Given information:

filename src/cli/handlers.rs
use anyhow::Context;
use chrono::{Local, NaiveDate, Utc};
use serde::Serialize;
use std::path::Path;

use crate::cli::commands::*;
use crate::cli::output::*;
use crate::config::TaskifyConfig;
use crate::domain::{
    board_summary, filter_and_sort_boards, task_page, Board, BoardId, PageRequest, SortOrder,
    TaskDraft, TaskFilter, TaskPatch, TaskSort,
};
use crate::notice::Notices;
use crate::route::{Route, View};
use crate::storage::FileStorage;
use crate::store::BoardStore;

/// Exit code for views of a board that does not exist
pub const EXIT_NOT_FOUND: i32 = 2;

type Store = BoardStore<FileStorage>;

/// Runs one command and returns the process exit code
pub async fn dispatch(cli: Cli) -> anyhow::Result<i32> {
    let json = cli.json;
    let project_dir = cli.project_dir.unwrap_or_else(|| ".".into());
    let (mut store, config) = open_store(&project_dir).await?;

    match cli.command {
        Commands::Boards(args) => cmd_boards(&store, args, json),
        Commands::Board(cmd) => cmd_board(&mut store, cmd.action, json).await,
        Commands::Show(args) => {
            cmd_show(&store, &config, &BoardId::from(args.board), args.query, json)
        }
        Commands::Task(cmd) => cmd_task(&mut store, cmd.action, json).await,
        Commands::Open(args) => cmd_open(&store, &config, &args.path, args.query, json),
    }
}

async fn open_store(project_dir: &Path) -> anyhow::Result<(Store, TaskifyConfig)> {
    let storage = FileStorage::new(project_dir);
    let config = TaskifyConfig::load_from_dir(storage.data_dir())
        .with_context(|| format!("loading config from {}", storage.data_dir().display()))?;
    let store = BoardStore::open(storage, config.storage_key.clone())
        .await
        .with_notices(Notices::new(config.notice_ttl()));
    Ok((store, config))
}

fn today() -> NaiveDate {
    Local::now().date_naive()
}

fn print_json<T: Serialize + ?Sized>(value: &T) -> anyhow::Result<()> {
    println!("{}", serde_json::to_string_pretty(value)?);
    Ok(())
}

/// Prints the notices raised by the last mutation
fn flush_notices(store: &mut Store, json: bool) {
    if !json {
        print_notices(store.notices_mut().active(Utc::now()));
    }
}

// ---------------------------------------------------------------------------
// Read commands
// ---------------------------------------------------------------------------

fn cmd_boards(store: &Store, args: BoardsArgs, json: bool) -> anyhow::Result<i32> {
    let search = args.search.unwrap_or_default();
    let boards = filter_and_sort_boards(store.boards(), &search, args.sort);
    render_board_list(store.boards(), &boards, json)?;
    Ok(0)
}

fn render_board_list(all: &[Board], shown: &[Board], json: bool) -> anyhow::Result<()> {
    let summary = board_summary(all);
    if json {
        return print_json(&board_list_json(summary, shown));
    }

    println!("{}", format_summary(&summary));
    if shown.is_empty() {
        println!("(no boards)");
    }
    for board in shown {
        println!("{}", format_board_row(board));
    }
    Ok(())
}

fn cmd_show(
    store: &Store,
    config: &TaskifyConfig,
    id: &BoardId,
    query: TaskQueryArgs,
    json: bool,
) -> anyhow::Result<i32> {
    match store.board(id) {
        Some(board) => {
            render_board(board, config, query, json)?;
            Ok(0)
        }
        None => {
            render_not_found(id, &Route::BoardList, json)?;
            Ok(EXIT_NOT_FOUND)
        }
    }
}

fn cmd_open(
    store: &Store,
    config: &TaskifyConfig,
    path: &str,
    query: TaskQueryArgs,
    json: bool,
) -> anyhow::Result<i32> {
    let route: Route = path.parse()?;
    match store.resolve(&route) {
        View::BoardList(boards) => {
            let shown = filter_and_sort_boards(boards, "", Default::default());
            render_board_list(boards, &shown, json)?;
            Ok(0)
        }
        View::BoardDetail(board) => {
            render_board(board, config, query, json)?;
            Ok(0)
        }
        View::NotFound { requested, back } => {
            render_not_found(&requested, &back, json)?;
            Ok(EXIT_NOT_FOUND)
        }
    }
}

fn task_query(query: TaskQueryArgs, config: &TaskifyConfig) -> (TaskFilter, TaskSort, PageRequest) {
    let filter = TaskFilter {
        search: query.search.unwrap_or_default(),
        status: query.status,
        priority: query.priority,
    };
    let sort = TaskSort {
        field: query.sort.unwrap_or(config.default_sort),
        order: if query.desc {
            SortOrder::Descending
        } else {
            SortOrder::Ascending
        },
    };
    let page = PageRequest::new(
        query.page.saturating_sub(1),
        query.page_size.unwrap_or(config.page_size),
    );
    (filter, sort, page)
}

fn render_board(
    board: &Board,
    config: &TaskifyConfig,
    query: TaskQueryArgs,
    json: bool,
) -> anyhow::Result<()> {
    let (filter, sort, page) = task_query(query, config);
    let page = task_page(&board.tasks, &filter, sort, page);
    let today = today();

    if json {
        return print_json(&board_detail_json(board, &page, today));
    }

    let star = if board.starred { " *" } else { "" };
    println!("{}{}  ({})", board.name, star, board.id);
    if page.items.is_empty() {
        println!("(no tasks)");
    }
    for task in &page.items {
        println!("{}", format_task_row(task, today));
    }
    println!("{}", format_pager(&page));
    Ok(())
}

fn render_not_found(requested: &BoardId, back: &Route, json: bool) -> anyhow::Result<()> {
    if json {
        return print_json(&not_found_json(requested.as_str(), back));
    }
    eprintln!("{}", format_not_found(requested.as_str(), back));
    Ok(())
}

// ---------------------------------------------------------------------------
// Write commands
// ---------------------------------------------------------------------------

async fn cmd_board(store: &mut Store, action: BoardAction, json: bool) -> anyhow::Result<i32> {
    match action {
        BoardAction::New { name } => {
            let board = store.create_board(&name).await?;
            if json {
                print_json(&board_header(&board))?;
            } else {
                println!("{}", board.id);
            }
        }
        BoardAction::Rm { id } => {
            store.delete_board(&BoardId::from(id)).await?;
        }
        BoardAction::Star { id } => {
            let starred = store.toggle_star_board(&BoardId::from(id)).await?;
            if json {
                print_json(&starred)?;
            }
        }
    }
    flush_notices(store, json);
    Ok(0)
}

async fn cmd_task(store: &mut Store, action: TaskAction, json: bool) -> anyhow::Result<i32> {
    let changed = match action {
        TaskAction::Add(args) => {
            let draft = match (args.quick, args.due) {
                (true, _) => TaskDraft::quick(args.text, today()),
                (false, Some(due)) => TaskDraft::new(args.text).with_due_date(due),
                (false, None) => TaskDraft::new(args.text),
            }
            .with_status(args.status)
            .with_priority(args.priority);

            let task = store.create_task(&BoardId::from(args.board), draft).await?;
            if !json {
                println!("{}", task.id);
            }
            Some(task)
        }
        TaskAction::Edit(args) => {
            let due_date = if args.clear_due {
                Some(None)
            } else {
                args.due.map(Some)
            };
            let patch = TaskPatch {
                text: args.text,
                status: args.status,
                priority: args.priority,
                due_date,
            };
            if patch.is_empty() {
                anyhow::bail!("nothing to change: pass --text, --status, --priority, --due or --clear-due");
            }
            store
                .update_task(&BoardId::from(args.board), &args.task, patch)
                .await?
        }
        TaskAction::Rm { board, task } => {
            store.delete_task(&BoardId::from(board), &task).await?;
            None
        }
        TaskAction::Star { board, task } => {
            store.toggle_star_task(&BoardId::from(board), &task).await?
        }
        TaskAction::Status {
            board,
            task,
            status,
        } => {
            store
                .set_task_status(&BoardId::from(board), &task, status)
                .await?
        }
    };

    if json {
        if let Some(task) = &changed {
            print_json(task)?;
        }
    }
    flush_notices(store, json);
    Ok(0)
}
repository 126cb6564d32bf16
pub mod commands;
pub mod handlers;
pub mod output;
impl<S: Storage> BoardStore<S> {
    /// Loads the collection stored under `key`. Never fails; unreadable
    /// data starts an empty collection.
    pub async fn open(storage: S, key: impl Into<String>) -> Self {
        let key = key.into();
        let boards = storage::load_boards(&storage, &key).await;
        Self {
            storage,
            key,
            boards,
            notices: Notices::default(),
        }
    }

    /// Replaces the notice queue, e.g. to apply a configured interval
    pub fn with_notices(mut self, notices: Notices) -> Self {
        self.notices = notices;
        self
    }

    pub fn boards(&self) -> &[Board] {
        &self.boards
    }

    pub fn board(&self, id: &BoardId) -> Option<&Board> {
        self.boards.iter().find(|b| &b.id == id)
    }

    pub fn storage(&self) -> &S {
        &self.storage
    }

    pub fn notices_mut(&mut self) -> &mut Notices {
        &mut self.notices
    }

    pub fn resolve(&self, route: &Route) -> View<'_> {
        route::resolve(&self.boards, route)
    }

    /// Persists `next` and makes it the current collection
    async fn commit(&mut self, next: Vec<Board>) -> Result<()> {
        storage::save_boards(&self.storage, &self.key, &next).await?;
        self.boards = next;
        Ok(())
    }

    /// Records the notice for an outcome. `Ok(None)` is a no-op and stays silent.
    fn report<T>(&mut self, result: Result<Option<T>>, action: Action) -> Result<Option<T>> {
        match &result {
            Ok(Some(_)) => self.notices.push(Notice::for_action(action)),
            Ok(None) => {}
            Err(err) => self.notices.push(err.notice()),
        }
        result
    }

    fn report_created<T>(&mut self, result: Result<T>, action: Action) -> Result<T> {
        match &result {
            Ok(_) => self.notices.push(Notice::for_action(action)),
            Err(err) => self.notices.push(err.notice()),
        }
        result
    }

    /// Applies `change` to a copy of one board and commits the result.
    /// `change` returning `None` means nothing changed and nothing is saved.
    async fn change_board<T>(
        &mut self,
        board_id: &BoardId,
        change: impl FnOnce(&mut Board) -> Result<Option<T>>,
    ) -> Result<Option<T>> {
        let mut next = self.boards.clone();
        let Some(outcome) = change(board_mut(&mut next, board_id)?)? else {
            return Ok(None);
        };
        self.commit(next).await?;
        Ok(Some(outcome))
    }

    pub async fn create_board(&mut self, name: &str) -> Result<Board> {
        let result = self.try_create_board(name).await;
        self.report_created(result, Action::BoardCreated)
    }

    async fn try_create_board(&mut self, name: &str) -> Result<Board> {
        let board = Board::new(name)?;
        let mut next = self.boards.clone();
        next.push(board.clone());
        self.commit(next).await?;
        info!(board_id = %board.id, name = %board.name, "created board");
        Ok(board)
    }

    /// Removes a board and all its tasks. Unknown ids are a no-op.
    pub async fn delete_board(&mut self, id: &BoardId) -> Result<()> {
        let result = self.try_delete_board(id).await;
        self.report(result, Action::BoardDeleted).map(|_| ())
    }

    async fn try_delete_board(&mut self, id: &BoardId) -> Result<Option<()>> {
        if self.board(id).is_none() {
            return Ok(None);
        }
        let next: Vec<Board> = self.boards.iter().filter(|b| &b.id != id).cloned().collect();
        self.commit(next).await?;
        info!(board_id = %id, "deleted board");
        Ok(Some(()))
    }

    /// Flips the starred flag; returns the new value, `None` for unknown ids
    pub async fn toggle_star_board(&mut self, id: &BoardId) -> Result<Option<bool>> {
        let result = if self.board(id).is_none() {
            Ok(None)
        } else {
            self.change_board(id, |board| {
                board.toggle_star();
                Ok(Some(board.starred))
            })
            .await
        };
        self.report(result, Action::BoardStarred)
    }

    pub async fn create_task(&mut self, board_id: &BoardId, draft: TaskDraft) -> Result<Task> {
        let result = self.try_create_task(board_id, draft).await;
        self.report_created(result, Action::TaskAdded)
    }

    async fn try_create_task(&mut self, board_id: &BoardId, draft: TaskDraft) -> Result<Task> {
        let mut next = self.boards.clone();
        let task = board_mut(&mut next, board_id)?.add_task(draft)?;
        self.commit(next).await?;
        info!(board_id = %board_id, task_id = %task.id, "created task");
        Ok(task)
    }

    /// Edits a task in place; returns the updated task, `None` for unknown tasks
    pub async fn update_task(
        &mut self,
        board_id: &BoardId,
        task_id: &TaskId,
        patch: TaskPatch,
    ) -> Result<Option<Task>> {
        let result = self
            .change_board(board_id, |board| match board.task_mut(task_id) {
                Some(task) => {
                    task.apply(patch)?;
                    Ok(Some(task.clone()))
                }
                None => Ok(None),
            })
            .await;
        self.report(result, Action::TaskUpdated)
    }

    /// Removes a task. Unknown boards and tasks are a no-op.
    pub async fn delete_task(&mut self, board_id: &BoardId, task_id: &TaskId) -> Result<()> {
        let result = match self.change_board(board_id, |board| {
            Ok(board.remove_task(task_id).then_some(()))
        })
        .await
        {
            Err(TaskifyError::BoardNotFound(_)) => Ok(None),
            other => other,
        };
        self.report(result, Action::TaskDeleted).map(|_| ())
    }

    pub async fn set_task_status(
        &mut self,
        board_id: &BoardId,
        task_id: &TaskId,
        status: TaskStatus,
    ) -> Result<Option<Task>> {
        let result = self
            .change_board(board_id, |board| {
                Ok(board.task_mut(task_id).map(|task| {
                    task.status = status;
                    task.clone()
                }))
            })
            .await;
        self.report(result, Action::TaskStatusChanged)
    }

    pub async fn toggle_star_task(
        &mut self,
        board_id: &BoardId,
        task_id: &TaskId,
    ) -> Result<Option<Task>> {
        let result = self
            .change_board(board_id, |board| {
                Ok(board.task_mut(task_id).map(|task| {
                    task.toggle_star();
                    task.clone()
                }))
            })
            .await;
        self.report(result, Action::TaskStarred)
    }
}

Problem: The lines to reproduce run from the one containing "let result = match" to the last line of the listing; print them exactly, including both ends.

Task result:
        let result = match self.change_board(board_id, |board| {
            Ok(board.remove_task(task_id).then_some(()))
        })
        .await
        {
            Err(TaskifyError::BoardNotFound(_)) => Ok(None),
            other => other,
        };
        self.report(result, Action::TaskDeleted).map(|_| ())
    }

    pub async fn set_task_status(
        &mut self,
        board_id: &BoardId,
        task_id: &TaskId,
        status: TaskStatus,
    ) -> Result<Option<Task>> {
        let result = self
            .change_board(board_id, |board| {
                Ok(board.task_mut(task_id).map(|task| {
                    task.status = status;
                    task.clone()
                }))
            })
            .await;
        self.report(result, Action::TaskStatusChanged)
    }

    pub async fn toggle_star_task(
        &mut self,
        board_id: &BoardId,
        task_id: &TaskId,
    ) -> Result<Option<Task>> {
        let result = self
            .change_board(board_id, |board| {
                Ok(board.task_mut(task_id).map(|task| {
                    task.toggle_star();
                    task.clone()
                }))
            })
            .await;
        self.report(result, Action::TaskStarred)
    }
}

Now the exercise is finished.